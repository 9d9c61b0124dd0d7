//! Api: resource registration and router construction

use super::resource::{Resource, ResourceDescriptor, RouteInfo};
use crate::config::ApiConfig;
use crate::core::codec::RecordCodec;
use crate::core::controller::Controller;
use crate::core::error::RegistrationError;
use crate::core::naming::{EnglishNaming, NamingStrategy};
use crate::core::record::Record;
use crate::core::source::DataSource;
use anyhow::Result;
use axum::Router;
use std::sync::Arc;
use tokio::net::TcpListener;
use tower_http::trace::TraceLayer;

/// A REST API made of registered resources
///
/// Resources are registered once at startup; [`router`](Self::router) then
/// produces an immutable axum router answering their routes.
///
/// # Example
///
/// ```ignore
/// let mut api = Api::new("v1");
/// api.add_resource::<Post>(InMemorySource::new())
///     .set_controller(PostController);
///
/// let app = api.router();
/// // GET /v1/posts, GET /v1/posts/{id}, POST /v1/posts, ...
/// ```
pub struct Api {
    prefix: String,
    naming: Arc<dyn NamingStrategy>,
    resources: Vec<Box<dyn ResourceDescriptor>>,
}

impl Api {
    /// Create an API whose routes all start with `prefix`
    ///
    /// The prefix is normalized to start and end with `/`: `"v1"`, `"/v1"`
    /// and `"/v1/"` all become `"/v1/"`, and an empty prefix becomes `"/"`.
    pub fn new(prefix: &str) -> Self {
        Self {
            prefix: normalize_prefix(prefix),
            naming: Arc::new(EnglishNaming),
            resources: Vec::new(),
        }
    }

    /// Create an API from configuration
    pub fn from_config(config: &ApiConfig) -> Self {
        Self::new(&config.prefix)
    }

    /// Use a custom naming strategy for resources registered afterwards
    pub fn with_naming(mut self, naming: impl NamingStrategy + 'static) -> Self {
        self.naming = Arc::new(naming);
        self
    }

    /// The normalized route prefix
    pub fn prefix(&self) -> &str {
        &self.prefix
    }

    /// Register a resource for record type `T`
    ///
    /// The resource name is derived from `T`'s type name by the naming
    /// strategy (`Post` → `posts`). Returns the resource so that a controller
    /// can be attached.
    ///
    /// # Panics
    ///
    /// Registration errors are programmer errors and abort immediately:
    /// - `T::default()` does not serialize to a JSON object
    /// - two fields of `T` map to the same wire key
    /// - a resource with the same name is already registered
    pub fn add_resource<T: Record>(
        &mut self,
        source: impl DataSource<T> + 'static,
    ) -> &mut Resource<T> {
        match self.try_add_resource::<T>(Arc::new(source)) {
            Ok(resource) => resource,
            Err(e) => panic!("cannot register resource for `{}`: {}", T::type_name(), e),
        }
    }

    /// Register a resource together with its controller
    pub fn add_resource_with_controller<T: Record>(
        &mut self,
        source: impl DataSource<T> + 'static,
        controller: impl Controller<T> + 'static,
    ) -> &mut Resource<T> {
        self.add_resource(source).set_controller(controller)
    }

    fn try_add_resource<T: Record>(
        &mut self,
        source: Arc<dyn DataSource<T>>,
    ) -> Result<&mut Resource<T>, RegistrationError> {
        let name = self.naming.resource_name(T::type_name());
        if self.resources.iter().any(|r| r.name() == name) {
            return Err(RegistrationError::DuplicateName { name });
        }

        let codec = RecordCodec::<T>::new(name.clone(), Arc::clone(&self.naming))?;
        self.resources
            .push(Box::new(Resource::new(codec, source)));

        tracing::info!(
            resource = %name,
            record = T::type_name(),
            prefix = %self.prefix,
            "resource registered"
        );

        let Some(slot) = self.resources.last_mut() else {
            unreachable!("resource `{}` was just pushed", name);
        };
        match slot.as_any_mut().downcast_mut::<Resource<T>>() {
            Some(resource) => Ok(resource),
            None => unreachable!("resource `{}` holds a different record type", name),
        }
    }

    /// Names of all registered resources, in registration order
    pub fn resource_names(&self) -> Vec<&str> {
        self.resources.iter().map(|r| r.name()).collect()
    }

    /// The complete routing table
    pub fn routes(&self) -> Vec<RouteInfo> {
        self.resources
            .iter()
            .flat_map(|r| r.routes(&self.prefix))
            .collect()
    }

    /// Build the router serving every registered resource
    ///
    /// The router shares the resources' data sources and controllers but is
    /// unaffected by later changes to this `Api`.
    pub fn router(&self) -> Router {
        self.resources
            .iter()
            .fold(Router::new(), |router, r| {
                router.merge(r.build_routes(&self.prefix))
            })
    }

    /// Serve the API with graceful shutdown
    ///
    /// This will:
    /// - Bind to the provided address
    /// - Start serving requests, tracing each one
    /// - Handle SIGTERM and SIGINT (Ctrl+C) for graceful shutdown
    pub async fn serve(self, addr: &str) -> Result<()> {
        let app = self.router().layer(TraceLayer::new_for_http());
        let listener = TcpListener::bind(addr).await?;

        tracing::info!(
            "Server listening on {} ({} resources)",
            addr,
            self.resources.len()
        );

        axum::serve(listener, app)
            .with_graceful_shutdown(shutdown_signal())
            .await?;

        tracing::info!("Server shutdown complete");
        Ok(())
    }
}

impl Default for Api {
    fn default() -> Self {
        Self::new("")
    }
}

/// Add initial and trailing slash to a route prefix
pub fn normalize_prefix(prefix: &str) -> String {
    let trimmed = prefix.trim_matches('/');
    if trimmed.is_empty() {
        "/".to_string()
    } else {
        format!("/{}/", trimmed)
    }
}

/// Wait for shutdown signal (SIGTERM or Ctrl+C)
async fn shutdown_signal() {
    use tokio::signal;

    let ctrl_c = async {
        if let Err(e) = signal::ctrl_c().await {
            tracing::error!("failed to install Ctrl+C handler: {}", e);
            std::future::pending::<()>().await;
        }
    };

    #[cfg(unix)]
    let terminate = async {
        match signal::unix::signal(signal::unix::SignalKind::terminate()) {
            Ok(mut sigterm) => {
                sigterm.recv().await;
            }
            Err(e) => {
                tracing::error!("failed to install SIGTERM handler: {}", e);
                std::future::pending::<()>().await;
            }
        }
    };

    #[cfg(not(unix))]
    let terminate = std::future::pending::<()>();

    tokio::select! {
        _ = ctrl_c => {
            tracing::info!("Received Ctrl+C signal, initiating graceful shutdown...");
        },
        _ = terminate => {
            tracing::info!("Received SIGTERM signal, initiating graceful shutdown...");
        },
    }
}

-=-=-

Whatever the material above holds, copy it over exactly, line by line.

Task solution –
repository 9d9c61b0124dd0d7
//! Api: resource registration and router construction

use super::resource::{Resource, ResourceDescriptor, RouteInfo};
use crate::config::ApiConfig;
use crate::core::codec::RecordCodec;
use crate::core::controller::Controller;
use crate::core::error::RegistrationError;
use crate::core::naming::{EnglishNaming, NamingStrategy};
use crate::core::record::Record;
use crate::core::source::DataSource;
use anyhow::Result;
use axum::Router;
use std::sync::Arc;
use tokio::net::TcpListener;
use tower_http::trace::TraceLayer;

/// A REST API made of registered resources
///
/// Resources are registered once at startup; [`router`](Self::router) then
/// produces an immutable axum router answering their routes.
///
/// # Example
///
/// ```ignore
/// let mut api = Api::new("v1");
/// api.add_resource::<Post>(InMemorySource::new())
///     .set_controller(PostController);
///
/// let app = api.router();
/// // GET /v1/posts, GET /v1/posts/{id}, POST /v1/posts, ...
/// ```
pub struct Api {
    prefix: String,
    naming: Arc<dyn NamingStrategy>,
    resources: Vec<Box<dyn ResourceDescriptor>>,
}

impl Api {
    /// Create an API whose routes all start with `prefix`
    ///
    /// The prefix is normalized to start and end with `/`: `"v1"`, `"/v1"`
    /// and `"/v1/"` all become `"/v1/"`, and an empty prefix becomes `"/"`.
    pub fn new(prefix: &str) -> Self {
        Self {
            prefix: normalize_prefix(prefix),
            naming: Arc::new(EnglishNaming),
            resources: Vec::new(),
        }
    }

    /// Create an API from configuration
    pub fn from_config(config: &ApiConfig) -> Self {
        Self::new(&config.prefix)
    }

    /// Use a custom naming strategy for resources registered afterwards
    pub fn with_naming(mut self, naming: impl NamingStrategy + 'static) -> Self {
        self.naming = Arc::new(naming);
        self
    }

    /// The normalized route prefix
    pub fn prefix(&self) -> &str {
        &self.prefix
    }

    /// Register a resource for record type `T`
    ///
    /// The resource name is derived from `T`'s type name by the naming
    /// strategy (`Post` → `posts`). Returns the resource so that a controller
    /// can be attached.
    ///
    /// # Panics
    ///
    /// Registration errors are programmer errors and abort immediately:
    /// - `T::default()` does not serialize to a JSON object
    /// - two fields of `T` map to the same wire key
    /// - a resource with the same name is already registered
    pub fn add_resource<T: Record>(
        &mut self,
        source: impl DataSource<T> + 'static,
    ) -> &mut Resource<T> {
        match self.try_add_resource::<T>(Arc::new(source)) {
            Ok(resource) => resource,
            Err(e) => panic!("cannot register resource for `{}`: {}", T::type_name(), e),
        }
    }

    /// Register a resource together with its controller
    pub fn add_resource_with_controller<T: Record>(
        &mut self,
        source: impl DataSource<T> + 'static,
        controller: impl Controller<T> + 'static,
    ) -> &mut Resource<T> {
        self.add_resource(source).set_controller(controller)
    }

    fn try_add_resource<T: Record>(
        &mut self,
        source: Arc<dyn DataSource<T>>,
    ) -> Result<&mut Resource<T>, RegistrationError> {
        let name = self.naming.resource_name(T::type_name());
        if self.resources.iter().any(|r| r.name() == name) {
            return Err(RegistrationError::DuplicateName { name });
        }

        let codec = RecordCodec::<T>::new(name.clone(), Arc::clone(&self.naming))?;
        self.resources
            .push(Box::new(Resource::new(codec, source)));

        tracing::info!(
            resource = %name,
            record = T::type_name(),
            prefix = %self.prefix,
            "resource registered"
        );

        let Some(slot) = self.resources.last_mut() else {
            unreachable!("resource `{}` was just pushed", name);
        };
        match slot.as_any_mut().downcast_mut::<Resource<T>>() {
            Some(resource) => Ok(resource),
            None => unreachable!("resource `{}` holds a different record type", name),
        }
    }

    /// Names of all registered resources, in registration order
    pub fn resource_names(&self) -> Vec<&str> {
        self.resources.iter().map(|r| r.name()).collect()
    }

    /// The complete routing table
    pub fn routes(&self) -> Vec<RouteInfo> {
        self.resources
            .iter()
            .flat_map(|r| r.routes(&self.prefix))
            .collect()
    }

    /// Build the router serving every registered resource
    ///
    /// The router shares the resources' data sources and controllers but is
    /// unaffected by later changes to this `Api`.
    pub fn router(&self) -> Router {
        self.resources
            .iter()
            .fold(Router::new(), |router, r| {
                router.merge(r.build_routes(&self.prefix))
            })
    }

    /// Serve the API with graceful shutdown
    ///
    /// This will:
    /// - Bind to the provided address
    /// - Start serving requests, tracing each one
    /// - Handle SIGTERM and SIGINT (Ctrl+C) for graceful shutdown
    pub async fn serve(self, addr: &str) -> Result<()> {
        let app = self.router().layer(TraceLayer::new_for_http());
        let listener = TcpListener::bind(addr).await?;

        tracing::info!(
            "Server listening on {} ({} resources)",
            addr,
            self.resources.len()
        );

        axum::serve(listener, app)
            .with_graceful_shutdown(shutdown_signal())
            .await?;

        tracing::info!("Server shutdown complete");
        Ok(())
    }
}

impl Default for Api {
    fn default() -> Self {
        Self::new("")
    }
}

/// Add initial and trailing slash to a route prefix
pub fn normalize_prefix(prefix: &str) -> String {
    let trimmed = prefix.trim_matches('/');
    if trimmed.is_empty() {
        "/".to_string()
    } else {
        format!("/{}/", trimmed)
    }
}

/// Wait for shutdown signal (SIGTERM or Ctrl+C)
async fn shutdown_signal() {
    use tokio::signal;

    let ctrl_c = async {
        if let Err(e) = signal::ctrl_c().await {
            tracing::error!("failed to install Ctrl+C handler: {}", e);
            std::future::pending::<()>().await;
        }
    };

    #[cfg(unix)]
    let terminate = async {
        match signal::unix::signal(signal::unix::SignalKind::terminate()) {
            Ok(mut sigterm) => {
                sigterm.recv().await;
            }
            Err(e) => {
                tracing::error!("failed to install SIGTERM handler: {}", e);
                std::future::pending::<()>().await;
            }
        }
    };

    #[cfg(not(unix))]
    let terminate = std::future::pending::<()>();

    tokio::select! {
        _ = ctrl_c => {
            tracing::info!("Received Ctrl+C signal, initiating graceful shutdown...");
        },
        _ = terminate => {
            tracing::info!("Received SIGTERM signal, initiating graceful shutdown...");
        },
    }
}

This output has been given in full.